BWV 77 “Gij zult God, uw Heer, liefhebben”: Bach componeerde de cantate als een kruising tussen het Oude en Nieuwe Testament. In het openingskoor worden de Mozaïsche geboden en Jezus’ gebod om lief te hebben vakkundig met elkaar verweven zodat er iets nieuws ontstaat, maar het is vakkundig geweven, gesmeed, geknoopt en geweven. Onze muzikaal leider gebruikte een contrafagot om meer transparantie te creëren. Het effect is verbluffend en, in het geval van deze cantate, zeer wenselijk. Het gebruik van de “Tromba da tirarsi” (schuiftrompet) is niet minder effectief. In aria nr. 5 is deze partij bijna acrobatisch acrobatisch.

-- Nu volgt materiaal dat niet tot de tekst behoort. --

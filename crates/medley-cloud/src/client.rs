//! Hosted media service client
//!
//! Talks to the media service's ingest/discard API over HTTPS. Uploads are
//! multipart (`file` part plus an optional `transformation` JSON part
//! carrying the transcoding directive); discards are DELETE by content id.
//! Single-attempt semantics: no retries at this layer.

use crate::delivery::DeliveryUrls;
use crate::traits::{CloudError, CloudResult, CloudUpload, MediaCloud, UploadReceipt};
use async_trait::async_trait;
use medley_core::models::MediaType;
use reqwest::multipart::{Form, Part};
use reqwest::StatusCode;
use serde::Deserialize;
use std::time::Duration;

/// Credentials and endpoints for the hosted media service.
#[derive(Debug, Clone)]
pub struct CloudConfig {
    pub cloud_name: String,
    pub api_key: String,
    pub api_secret: String,
    pub api_url: String,
    pub delivery_url: String,
    pub upload_timeout: Duration,
}

/// Media service client over HTTP.
#[derive(Clone)]
pub struct CloudClient {
    http: reqwest::Client,
    config: CloudConfig,
}

/// Ingest result body returned by the service.
#[derive(Debug, Deserialize)]
struct IngestResponse {
    public_id: String,
    bytes: i64,
    duration: Option<f64>,
}

impl CloudClient {
    pub fn new(config: CloudConfig) -> CloudResult<Self> {
        if config.cloud_name.is_empty() || config.api_key.is_empty() || config.api_secret.is_empty()
        {
            return Err(CloudError::ConfigError(
                "Media service credentials not found".to_string(),
            ));
        }

        let http = reqwest::Client::builder()
            .timeout(config.upload_timeout)
            .build()
            .map_err(|e| CloudError::ConfigError(format!("Failed to build HTTP client: {}", e)))?;

        Ok(CloudClient { http, config })
    }

    /// Delivery URL deriver bound to this client's cloud name.
    pub fn delivery_urls(&self) -> DeliveryUrls {
        DeliveryUrls::new(&self.config.delivery_url, &self.config.cloud_name)
    }

    fn ingest_url(&self, kind: MediaType) -> String {
        format!(
            "{}/v1/{}/{}/upload",
            self.config.api_url.trim_end_matches('/'),
            self.config.cloud_name,
            kind.as_path_segment()
        )
    }

    fn asset_url(&self, kind: MediaType, content_id: &str) -> String {
        format!(
            "{}/v1/{}/{}/{}",
            self.config.api_url.trim_end_matches('/'),
            self.config.cloud_name,
            kind.as_path_segment(),
            urlencoding::encode(content_id)
        )
    }
}

/// Short preview of an error response body for diagnostics.
async fn body_preview(response: reqwest::Response) -> String {
    match response.text().await {
        Ok(body) => body.chars().take(512).collect(),
        Err(_) => String::new(),
    }
}

#[async_trait]
impl MediaCloud for CloudClient {
    async fn upload(&self, upload: CloudUpload) -> CloudResult<UploadReceipt> {
        let url = self.ingest_url(upload.kind);
        let size = upload.data.len();
        let start = std::time::Instant::now();

        let file_part = Part::bytes(upload.data)
            .file_name(upload.filename.clone())
            .mime_str(&upload.content_type)
            .map_err(|e| {
                CloudError::UploadFailed(format!(
                    "Invalid content type '{}': {}",
                    upload.content_type, e
                ))
            })?;

        let mut form = Form::new().part("file", file_part);
        if let Some(ref directive) = upload.directive {
            let directive_json = serde_json::to_string(directive)
                .map_err(|e| CloudError::UploadFailed(format!("Invalid directive: {}", e)))?;
            form = form.text("transformation", directive_json);
        }

        let response = self
            .http
            .post(&url)
            .basic_auth(&self.config.api_key, Some(&self.config.api_secret))
            .multipart(form)
            .send()
            .await?;

        let status = response.status();
        if !status.is_success() {
            let preview = body_preview(response).await;
            return Err(CloudError::UploadFailed(format!(
                "status {}: {}",
                status.as_u16(),
                preview
            )));
        }

        let ingest: IngestResponse = response
            .json()
            .await
            .map_err(|e| CloudError::InvalidResponse(e.to_string()))?;

        if ingest.public_id.is_empty() {
            return Err(CloudError::InvalidResponse(
                "Service returned an empty content id".to_string(),
            ));
        }

        tracing::info!(
            content_id = %ingest.public_id,
            kind = %upload.kind,
            size_bytes = size,
            final_bytes = ingest.bytes,
            duration_ms = start.elapsed().as_secs_f64() * 1000.0,
            "Media service upload successful"
        );

        Ok(UploadReceipt {
            content_id: ingest.public_id,
            bytes: ingest.bytes,
            duration: ingest.duration,
        })
    }

    async fn destroy(&self, kind: MediaType, content_id: &str) -> CloudResult<()> {
        let url = self.asset_url(kind, content_id);

        let response = self
            .http
            .delete(&url)
            .basic_auth(&self.config.api_key, Some(&self.config.api_secret))
            .send()
            .await?;

        let status = response.status();

        // Already gone: the discard is idempotent.
        if status == StatusCode::NOT_FOUND {
            tracing::debug!(content_id = %content_id, "Asset already absent from media service");
            return Ok(());
        }

        if !status.is_success() {
            let preview = body_preview(response).await;
            return Err(CloudError::DeleteFailed(format!(
                "status {}: {} [content_id={}]",
                status.as_u16(),
                preview,
                content_id
            )));
        }

        tracing::info!(content_id = %content_id, kind = %kind, "Media service discard successful");

        Ok(())
    }
}

#[cfg(test)]
mod tests {
    use super::*;

    fn config() -> CloudConfig {
        CloudConfig {
            cloud_name: "demo".to_string(),
            api_key: "key".to_string(),
            api_secret: "secret".to_string(),
            api_url: "https://api.mediacloud.io/".to_string(),
            delivery_url: "https://media.mediacloud.io".to_string(),
            upload_timeout: Duration::from_secs(120),
        }
    }

    #[test]
    fn test_missing_credentials_rejected() {
        let mut cfg = config();
        cfg.api_key = String::new();
        assert!(matches!(
            CloudClient::new(cfg),
            Err(CloudError::ConfigError(_))
        ));
    }

    #[test]
    fn test_ingest_url_shape() {
        let client = CloudClient::new(config()).unwrap();
        assert_eq!(
            client.ingest_url(MediaType::Video),
            "https://api.mediacloud.io/v1/demo/video/upload"
        );
    }

    #[test]
    fn test_asset_url_encodes_content_id() {
        let client = CloudClient::new(config()).unwrap();
        assert_eq!(
            client.asset_url(MediaType::Image, "gallery/a b"),
            "https://api.mediacloud.io/v1/demo/image/gallery%2Fa%20b"
        );
    }
}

BWV 130 “Herr Gott, dich loben alle wir”: had Johann Sebastian Bach gevoel voor humor? Zeker in zijn omgang met engelen. De wezens die zich aan de menselijke waarneming onttrekken, gaven de Thomascantor immers alle gelegenheid tot fantasierijke ontwikkeling. Dit kan eenvoudig worden aangetoond aan de hand van de cantate BWV 130 “Herr Gott, dich loben alle wir”: Scherts, satire, ironie en diepere betekenis op zijn best!
BWV 202 “Weichet nur, betrübte Schatten”: De eerste tien maten zouden voldoende zijn om te spreken van een bevredigende luisterervaring! Wat Johann Sebastian Bach aan het begin van zijn cantate BWV 202 neerzet, is gewoonweg adembenemend. Een dag van vreugde stijgt op uit de onpeilbare diepten van een oersoep die de mensheid vijandig gezind is; hemelse hoboklanken verscheuren onze harten en zielen met pure schoonheid. Aldus voorbereid, beleven we de levendige cantatedelen met open oren en zintuigen.